--- Stored data ---
=== Section Start ===
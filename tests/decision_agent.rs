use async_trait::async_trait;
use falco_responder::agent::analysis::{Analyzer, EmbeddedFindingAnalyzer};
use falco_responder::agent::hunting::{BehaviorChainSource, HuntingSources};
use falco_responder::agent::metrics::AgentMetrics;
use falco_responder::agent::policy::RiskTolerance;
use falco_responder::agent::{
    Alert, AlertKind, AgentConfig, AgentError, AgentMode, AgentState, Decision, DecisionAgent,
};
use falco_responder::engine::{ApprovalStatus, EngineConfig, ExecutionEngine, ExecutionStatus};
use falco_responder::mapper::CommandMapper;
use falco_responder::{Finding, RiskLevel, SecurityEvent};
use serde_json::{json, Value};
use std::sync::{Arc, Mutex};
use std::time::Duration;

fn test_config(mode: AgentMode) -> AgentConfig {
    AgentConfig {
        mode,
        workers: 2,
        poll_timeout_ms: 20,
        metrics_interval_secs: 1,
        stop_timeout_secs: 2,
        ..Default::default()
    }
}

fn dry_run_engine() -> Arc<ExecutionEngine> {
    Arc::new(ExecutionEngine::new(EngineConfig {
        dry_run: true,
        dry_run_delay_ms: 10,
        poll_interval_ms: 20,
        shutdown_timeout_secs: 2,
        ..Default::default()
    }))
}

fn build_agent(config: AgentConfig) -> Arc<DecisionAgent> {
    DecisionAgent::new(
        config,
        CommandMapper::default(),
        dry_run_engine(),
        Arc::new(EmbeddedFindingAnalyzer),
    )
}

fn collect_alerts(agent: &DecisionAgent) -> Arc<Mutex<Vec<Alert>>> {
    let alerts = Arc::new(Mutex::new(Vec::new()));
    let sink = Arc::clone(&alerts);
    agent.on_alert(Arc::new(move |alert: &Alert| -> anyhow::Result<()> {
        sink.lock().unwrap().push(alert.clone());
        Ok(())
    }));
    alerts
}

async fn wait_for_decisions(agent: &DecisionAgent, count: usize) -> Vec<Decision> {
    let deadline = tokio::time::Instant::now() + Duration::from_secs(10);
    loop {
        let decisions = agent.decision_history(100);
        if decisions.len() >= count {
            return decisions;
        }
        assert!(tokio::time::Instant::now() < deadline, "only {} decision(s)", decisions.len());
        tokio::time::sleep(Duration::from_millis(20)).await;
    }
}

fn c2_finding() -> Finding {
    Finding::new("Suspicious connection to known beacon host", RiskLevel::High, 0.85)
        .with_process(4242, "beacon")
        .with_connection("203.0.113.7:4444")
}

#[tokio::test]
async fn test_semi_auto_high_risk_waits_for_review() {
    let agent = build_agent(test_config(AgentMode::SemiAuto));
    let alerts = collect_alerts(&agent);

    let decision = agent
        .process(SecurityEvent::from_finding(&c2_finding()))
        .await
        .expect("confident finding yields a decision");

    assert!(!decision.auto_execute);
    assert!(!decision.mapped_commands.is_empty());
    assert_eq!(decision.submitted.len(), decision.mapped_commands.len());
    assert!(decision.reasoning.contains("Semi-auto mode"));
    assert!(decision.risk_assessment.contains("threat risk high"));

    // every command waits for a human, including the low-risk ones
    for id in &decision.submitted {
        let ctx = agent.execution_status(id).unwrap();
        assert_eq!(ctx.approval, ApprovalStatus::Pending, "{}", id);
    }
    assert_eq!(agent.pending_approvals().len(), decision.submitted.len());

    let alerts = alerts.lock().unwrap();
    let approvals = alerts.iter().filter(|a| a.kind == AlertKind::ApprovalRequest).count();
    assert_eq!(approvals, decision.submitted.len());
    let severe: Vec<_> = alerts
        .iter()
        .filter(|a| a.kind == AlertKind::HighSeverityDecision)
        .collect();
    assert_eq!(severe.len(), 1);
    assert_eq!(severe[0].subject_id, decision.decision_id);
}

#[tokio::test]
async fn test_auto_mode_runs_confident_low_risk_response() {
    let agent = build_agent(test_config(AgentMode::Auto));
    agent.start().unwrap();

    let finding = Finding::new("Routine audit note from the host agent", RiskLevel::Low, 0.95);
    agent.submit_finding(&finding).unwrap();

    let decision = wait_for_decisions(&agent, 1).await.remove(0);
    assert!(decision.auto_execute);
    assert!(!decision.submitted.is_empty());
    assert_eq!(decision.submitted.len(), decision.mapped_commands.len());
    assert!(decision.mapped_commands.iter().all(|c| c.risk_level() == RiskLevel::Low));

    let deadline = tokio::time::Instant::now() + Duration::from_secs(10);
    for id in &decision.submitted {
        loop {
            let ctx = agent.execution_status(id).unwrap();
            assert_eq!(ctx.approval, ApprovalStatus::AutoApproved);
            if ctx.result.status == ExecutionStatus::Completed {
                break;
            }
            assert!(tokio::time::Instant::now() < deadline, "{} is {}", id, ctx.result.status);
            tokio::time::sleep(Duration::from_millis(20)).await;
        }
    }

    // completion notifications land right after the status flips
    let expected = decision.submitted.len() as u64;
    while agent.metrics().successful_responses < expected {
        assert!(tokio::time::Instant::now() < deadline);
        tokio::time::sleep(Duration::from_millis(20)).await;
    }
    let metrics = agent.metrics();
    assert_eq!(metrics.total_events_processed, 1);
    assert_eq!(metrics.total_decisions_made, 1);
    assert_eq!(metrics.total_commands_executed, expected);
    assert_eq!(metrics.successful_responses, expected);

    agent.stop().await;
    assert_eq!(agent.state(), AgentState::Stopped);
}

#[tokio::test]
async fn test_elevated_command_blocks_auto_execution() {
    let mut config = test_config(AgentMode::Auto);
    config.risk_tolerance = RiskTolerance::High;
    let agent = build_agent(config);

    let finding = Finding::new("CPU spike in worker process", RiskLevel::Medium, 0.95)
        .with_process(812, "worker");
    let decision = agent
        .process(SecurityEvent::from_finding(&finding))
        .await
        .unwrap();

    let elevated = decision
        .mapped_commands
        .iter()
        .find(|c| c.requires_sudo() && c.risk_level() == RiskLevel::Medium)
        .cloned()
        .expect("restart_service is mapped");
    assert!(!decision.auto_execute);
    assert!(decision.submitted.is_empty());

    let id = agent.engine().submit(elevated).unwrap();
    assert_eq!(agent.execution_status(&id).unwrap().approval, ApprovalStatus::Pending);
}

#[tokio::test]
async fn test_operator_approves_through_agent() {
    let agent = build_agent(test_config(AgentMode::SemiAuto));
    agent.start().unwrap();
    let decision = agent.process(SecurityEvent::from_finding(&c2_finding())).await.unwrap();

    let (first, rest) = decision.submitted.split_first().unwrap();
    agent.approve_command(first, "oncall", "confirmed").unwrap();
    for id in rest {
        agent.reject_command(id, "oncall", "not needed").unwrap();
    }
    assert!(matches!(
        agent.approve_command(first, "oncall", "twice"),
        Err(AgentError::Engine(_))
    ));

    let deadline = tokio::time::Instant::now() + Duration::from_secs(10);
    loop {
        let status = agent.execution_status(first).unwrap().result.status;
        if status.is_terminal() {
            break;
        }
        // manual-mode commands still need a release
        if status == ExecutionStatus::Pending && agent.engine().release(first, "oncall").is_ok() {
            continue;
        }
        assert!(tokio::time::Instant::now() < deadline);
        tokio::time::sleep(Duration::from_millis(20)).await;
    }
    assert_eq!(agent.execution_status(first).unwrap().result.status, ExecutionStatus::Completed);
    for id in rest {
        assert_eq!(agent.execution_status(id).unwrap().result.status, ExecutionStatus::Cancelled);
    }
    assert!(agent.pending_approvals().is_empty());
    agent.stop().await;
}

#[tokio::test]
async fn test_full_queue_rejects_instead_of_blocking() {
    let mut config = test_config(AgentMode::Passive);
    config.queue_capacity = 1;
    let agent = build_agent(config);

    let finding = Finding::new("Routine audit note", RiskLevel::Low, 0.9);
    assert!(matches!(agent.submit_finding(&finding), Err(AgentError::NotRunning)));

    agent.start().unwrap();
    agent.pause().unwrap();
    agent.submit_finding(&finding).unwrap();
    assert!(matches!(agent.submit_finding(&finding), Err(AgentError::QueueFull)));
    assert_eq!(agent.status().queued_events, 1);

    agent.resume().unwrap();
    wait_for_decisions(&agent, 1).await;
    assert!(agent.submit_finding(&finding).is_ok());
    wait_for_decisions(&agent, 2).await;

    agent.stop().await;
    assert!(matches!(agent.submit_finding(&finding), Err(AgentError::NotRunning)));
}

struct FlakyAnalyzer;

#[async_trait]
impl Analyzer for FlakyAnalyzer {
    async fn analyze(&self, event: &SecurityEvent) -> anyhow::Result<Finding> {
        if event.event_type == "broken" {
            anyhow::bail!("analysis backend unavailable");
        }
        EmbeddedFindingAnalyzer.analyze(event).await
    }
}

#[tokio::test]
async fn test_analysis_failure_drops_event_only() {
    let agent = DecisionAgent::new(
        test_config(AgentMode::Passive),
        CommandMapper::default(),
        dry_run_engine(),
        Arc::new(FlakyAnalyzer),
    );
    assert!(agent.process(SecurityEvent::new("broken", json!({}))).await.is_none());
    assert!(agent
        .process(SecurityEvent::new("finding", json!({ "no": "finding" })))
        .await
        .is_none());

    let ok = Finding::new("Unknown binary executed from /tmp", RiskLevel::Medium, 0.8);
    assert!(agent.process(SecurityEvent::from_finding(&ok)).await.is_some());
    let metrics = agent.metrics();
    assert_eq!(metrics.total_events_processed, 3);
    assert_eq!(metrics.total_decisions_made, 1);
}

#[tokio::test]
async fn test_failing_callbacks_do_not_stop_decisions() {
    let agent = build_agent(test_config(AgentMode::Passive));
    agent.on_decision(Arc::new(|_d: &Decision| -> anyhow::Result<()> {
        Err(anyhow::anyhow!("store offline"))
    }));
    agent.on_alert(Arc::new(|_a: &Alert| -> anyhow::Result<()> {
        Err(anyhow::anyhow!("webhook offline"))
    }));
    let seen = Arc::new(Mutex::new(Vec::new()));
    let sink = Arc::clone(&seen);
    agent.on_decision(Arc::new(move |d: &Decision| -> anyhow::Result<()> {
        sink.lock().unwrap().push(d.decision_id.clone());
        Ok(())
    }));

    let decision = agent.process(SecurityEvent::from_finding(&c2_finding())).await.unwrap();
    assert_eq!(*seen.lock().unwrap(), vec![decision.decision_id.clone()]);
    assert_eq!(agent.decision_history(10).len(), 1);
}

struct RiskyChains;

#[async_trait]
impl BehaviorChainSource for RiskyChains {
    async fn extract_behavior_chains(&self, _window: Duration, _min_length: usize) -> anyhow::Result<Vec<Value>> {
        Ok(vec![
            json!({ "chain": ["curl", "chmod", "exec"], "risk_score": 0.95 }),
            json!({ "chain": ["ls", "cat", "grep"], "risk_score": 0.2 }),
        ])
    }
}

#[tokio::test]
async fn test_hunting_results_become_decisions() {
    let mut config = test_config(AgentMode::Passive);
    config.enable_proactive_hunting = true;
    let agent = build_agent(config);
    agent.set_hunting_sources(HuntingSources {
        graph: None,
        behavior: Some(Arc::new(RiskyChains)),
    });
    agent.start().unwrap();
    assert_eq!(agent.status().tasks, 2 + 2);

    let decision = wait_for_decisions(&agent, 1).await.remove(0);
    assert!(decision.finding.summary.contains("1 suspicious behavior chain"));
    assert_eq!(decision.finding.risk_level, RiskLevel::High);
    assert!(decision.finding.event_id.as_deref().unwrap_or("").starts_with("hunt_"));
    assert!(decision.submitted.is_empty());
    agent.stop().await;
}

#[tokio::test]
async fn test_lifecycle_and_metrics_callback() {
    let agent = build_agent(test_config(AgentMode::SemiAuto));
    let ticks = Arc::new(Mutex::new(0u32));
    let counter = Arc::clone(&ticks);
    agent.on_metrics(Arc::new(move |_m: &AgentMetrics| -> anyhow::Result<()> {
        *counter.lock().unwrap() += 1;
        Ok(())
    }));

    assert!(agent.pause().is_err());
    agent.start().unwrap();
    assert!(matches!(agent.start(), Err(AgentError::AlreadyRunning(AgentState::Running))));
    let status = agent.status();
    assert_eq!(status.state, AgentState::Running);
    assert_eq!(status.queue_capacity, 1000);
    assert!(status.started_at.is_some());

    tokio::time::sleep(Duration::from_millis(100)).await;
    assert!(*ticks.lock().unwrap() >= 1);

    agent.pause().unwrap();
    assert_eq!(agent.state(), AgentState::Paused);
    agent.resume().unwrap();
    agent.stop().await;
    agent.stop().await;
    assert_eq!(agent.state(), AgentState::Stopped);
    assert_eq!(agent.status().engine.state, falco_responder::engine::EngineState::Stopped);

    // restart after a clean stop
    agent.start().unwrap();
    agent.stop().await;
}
=== Section End ===
--- Problem to work on ---
Starting at the first line of the data above, please restate word for word every line up to and including the one that holds "use falco_responder::agent::policy::RiskTolerance;", and add nothing else.

--- Completed task ---
filename tests/decision_agent.rs
use async_trait::async_trait;
use falco_responder::agent::analysis::{Analyzer, EmbeddedFindingAnalyzer};
use falco_responder::agent::hunting::{BehaviorChainSource, HuntingSources};
use falco_responder::agent::metrics::AgentMetrics;
use falco_responder::agent::policy::RiskTolerance;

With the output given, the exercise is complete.